- **To do**:
Among the lines below, keep only those from the one containing "fn split_sentences(text: &str)" through the one containing "fn people(text: &str)", and reproduce them exactly.
*** Data supplied ***
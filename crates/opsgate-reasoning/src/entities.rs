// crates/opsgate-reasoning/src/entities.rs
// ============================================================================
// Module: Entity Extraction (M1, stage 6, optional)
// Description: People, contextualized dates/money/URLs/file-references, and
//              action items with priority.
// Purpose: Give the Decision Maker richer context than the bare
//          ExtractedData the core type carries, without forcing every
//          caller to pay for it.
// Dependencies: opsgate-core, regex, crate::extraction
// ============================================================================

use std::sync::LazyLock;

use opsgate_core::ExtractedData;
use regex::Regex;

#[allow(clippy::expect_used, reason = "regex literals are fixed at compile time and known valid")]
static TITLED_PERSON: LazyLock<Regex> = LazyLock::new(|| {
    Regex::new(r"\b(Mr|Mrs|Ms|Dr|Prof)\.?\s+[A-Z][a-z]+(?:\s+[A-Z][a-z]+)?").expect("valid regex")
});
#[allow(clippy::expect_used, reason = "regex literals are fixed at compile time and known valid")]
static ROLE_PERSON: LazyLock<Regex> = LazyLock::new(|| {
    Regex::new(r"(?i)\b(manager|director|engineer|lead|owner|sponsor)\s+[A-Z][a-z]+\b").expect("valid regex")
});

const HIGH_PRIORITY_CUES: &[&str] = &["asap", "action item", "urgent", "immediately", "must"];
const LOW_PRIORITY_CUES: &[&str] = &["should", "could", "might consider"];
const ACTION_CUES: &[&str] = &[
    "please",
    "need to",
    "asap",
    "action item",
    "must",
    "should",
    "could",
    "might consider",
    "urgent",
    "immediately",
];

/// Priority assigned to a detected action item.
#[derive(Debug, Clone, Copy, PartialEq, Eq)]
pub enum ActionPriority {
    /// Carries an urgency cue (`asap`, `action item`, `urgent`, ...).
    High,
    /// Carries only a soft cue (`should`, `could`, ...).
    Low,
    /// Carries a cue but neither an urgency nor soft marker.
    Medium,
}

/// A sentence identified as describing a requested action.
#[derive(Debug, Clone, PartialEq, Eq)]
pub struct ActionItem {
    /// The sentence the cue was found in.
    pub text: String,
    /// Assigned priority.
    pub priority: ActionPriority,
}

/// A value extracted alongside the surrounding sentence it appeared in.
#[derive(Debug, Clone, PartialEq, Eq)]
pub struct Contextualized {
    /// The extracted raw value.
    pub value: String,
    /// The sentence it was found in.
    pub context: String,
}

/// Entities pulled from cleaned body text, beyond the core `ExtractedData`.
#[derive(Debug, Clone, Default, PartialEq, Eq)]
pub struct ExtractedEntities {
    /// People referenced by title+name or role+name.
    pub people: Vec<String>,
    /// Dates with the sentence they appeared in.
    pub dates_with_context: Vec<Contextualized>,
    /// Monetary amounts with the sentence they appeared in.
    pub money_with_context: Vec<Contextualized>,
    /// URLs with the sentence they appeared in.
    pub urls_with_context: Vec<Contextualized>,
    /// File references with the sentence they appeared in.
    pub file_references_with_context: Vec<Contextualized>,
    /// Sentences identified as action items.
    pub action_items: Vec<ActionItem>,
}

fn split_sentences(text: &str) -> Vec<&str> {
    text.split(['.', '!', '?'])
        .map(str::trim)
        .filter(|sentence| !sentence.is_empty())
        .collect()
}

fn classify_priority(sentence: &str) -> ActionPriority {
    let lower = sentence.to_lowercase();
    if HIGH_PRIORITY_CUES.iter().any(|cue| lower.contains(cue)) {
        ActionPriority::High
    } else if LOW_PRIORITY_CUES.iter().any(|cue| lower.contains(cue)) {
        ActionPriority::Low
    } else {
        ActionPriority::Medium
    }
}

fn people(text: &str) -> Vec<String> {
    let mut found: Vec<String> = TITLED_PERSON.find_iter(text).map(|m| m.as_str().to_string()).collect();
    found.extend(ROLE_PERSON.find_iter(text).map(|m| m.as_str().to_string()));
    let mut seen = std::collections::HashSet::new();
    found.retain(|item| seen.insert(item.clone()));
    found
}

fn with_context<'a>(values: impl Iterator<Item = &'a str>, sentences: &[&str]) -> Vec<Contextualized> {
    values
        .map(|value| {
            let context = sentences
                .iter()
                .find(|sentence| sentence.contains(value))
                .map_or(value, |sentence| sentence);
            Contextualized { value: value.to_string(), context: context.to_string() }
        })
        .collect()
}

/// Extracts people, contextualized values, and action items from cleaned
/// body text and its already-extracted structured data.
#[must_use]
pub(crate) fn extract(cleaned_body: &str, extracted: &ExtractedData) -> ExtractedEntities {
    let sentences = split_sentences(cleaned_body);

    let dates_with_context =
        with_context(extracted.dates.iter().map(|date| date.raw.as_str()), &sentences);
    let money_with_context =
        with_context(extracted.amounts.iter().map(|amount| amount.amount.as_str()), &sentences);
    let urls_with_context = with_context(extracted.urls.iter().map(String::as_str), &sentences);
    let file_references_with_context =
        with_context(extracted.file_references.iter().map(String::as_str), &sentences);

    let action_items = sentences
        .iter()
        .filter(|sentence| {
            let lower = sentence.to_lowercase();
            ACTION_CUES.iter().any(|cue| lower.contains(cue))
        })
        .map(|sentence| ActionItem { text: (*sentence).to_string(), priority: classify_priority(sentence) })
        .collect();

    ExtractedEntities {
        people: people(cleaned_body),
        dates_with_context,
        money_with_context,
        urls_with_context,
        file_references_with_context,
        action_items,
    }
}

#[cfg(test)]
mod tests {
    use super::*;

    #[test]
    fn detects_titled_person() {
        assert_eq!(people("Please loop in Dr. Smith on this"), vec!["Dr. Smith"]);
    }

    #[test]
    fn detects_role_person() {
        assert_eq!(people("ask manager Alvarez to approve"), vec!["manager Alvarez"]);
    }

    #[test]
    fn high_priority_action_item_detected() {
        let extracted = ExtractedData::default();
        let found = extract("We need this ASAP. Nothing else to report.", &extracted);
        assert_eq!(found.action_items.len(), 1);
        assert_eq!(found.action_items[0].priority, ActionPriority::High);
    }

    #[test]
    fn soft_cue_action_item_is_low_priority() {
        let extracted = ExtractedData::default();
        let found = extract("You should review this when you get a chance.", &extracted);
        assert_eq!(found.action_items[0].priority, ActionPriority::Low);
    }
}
*** End of Data supplied ***
- **Response**:
fn split_sentences(text: &str) -> Vec<&str> {
    text.split(['.', '!', '?'])
        .map(str::trim)
        .filter(|sentence| !sentence.is_empty())
        .collect()
}

fn classify_priority(sentence: &str) -> ActionPriority {
    let lower = sentence.to_lowercase();
    if HIGH_PRIORITY_CUES.iter().any(|cue| lower.contains(cue)) {
        ActionPriority::High
    } else if LOW_PRIORITY_CUES.iter().any(|cue| lower.contains(cue)) {
        ActionPriority::Low
    } else {
        ActionPriority::Medium
    }
}

fn people(text: &str) -> Vec<String> {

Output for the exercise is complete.